ACTIVITY: Every record is to be transcribed exactly as written.
== RECORDS SHOWN ==
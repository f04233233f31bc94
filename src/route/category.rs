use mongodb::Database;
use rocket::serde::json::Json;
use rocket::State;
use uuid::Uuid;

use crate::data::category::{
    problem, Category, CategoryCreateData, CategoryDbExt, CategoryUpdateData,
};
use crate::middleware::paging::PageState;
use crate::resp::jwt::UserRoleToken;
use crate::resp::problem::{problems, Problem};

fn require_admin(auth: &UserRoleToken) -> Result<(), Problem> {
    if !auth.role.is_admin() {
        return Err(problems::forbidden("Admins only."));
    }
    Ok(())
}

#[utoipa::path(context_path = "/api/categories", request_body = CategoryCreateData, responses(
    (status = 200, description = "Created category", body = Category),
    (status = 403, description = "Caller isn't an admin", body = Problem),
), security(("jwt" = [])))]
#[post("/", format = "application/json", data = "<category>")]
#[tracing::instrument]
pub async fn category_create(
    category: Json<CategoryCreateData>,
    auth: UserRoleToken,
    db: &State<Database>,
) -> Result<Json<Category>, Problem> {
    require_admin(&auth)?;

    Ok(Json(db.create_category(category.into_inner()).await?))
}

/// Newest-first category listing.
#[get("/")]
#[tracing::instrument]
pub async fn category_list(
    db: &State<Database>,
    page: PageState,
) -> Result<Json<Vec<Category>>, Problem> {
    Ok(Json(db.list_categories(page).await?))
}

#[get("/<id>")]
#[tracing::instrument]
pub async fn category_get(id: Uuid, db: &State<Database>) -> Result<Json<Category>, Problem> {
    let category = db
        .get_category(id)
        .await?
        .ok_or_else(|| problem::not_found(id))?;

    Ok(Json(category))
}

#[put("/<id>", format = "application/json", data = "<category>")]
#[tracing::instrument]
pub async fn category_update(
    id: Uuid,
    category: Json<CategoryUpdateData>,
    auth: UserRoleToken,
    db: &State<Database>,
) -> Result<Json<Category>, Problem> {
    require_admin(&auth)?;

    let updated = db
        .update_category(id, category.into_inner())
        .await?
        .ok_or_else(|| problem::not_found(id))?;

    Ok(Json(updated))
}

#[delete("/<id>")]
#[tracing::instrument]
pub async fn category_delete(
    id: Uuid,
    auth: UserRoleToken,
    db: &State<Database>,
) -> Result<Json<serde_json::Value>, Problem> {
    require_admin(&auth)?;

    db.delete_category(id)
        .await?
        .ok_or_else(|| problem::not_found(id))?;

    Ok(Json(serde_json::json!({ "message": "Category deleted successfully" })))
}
===
WORKED SOLUTION:
repository f04233233f31bc94
filename src/route/category.rs
use mongodb::Database;
use rocket::serde::json::Json;
use rocket::State;
use uuid::Uuid;

use crate::data::category::{
    problem, Category, CategoryCreateData, CategoryDbExt, CategoryUpdateData,
};
use crate::middleware::paging::PageState;
use crate::resp::jwt::UserRoleToken;
use crate::resp::problem::{problems, Problem};

fn require_admin(auth: &UserRoleToken) -> Result<(), Problem> {
    if !auth.role.is_admin() {
        return Err(problems::forbidden("Admins only."));
    }
    Ok(())
}

#[utoipa::path(context_path = "/api/categories", request_body = CategoryCreateData, responses(
    (status = 200, description = "Created category", body = Category),
    (status = 403, description = "Caller isn't an admin", body = Problem),
), security(("jwt" = [])))]
#[post("/", format = "application/json", data = "<category>")]
#[tracing::instrument]
pub async fn category_create(
    category: Json<CategoryCreateData>,
    auth: UserRoleToken,
    db: &State<Database>,
) -> Result<Json<Category>, Problem> {
    require_admin(&auth)?;

    Ok(Json(db.create_category(category.into_inner()).await?))
}

/// Newest-first category listing.
#[get("/")]
#[tracing::instrument]
pub async fn category_list(
    db: &State<Database>,
    page: PageState,
) -> Result<Json<Vec<Category>>, Problem> {
    Ok(Json(db.list_categories(page).await?))
}

#[get("/<id>")]
#[tracing::instrument]
pub async fn category_get(id: Uuid, db: &State<Database>) -> Result<Json<Category>, Problem> {
    let category = db
        .get_category(id)
        .await?
        .ok_or_else(|| problem::not_found(id))?;

    Ok(Json(category))
}

#[put("/<id>", format = "application/json", data = "<category>")]
#[tracing::instrument]
pub async fn category_update(
    id: Uuid,
    category: Json<CategoryUpdateData>,
    auth: UserRoleToken,
    db: &State<Database>,
) -> Result<Json<Category>, Problem> {
    require_admin(&auth)?;

    let updated = db
        .update_category(id, category.into_inner())
        .await?
        .ok_or_else(|| problem::not_found(id))?;

    Ok(Json(updated))
}

#[delete("/<id>")]
#[tracing::instrument]
pub async fn category_delete(
    id: Uuid,
    auth: UserRoleToken,
    db: &State<Database>,
) -> Result<Json<serde_json::Value>, Problem> {
    require_admin(&auth)?;

    db.delete_category(id)
        .await?
        .ok_or_else(|| problem::not_found(id))?;

    Ok(Json(serde_json::json!({ "message": "Category deleted successfully" })))
}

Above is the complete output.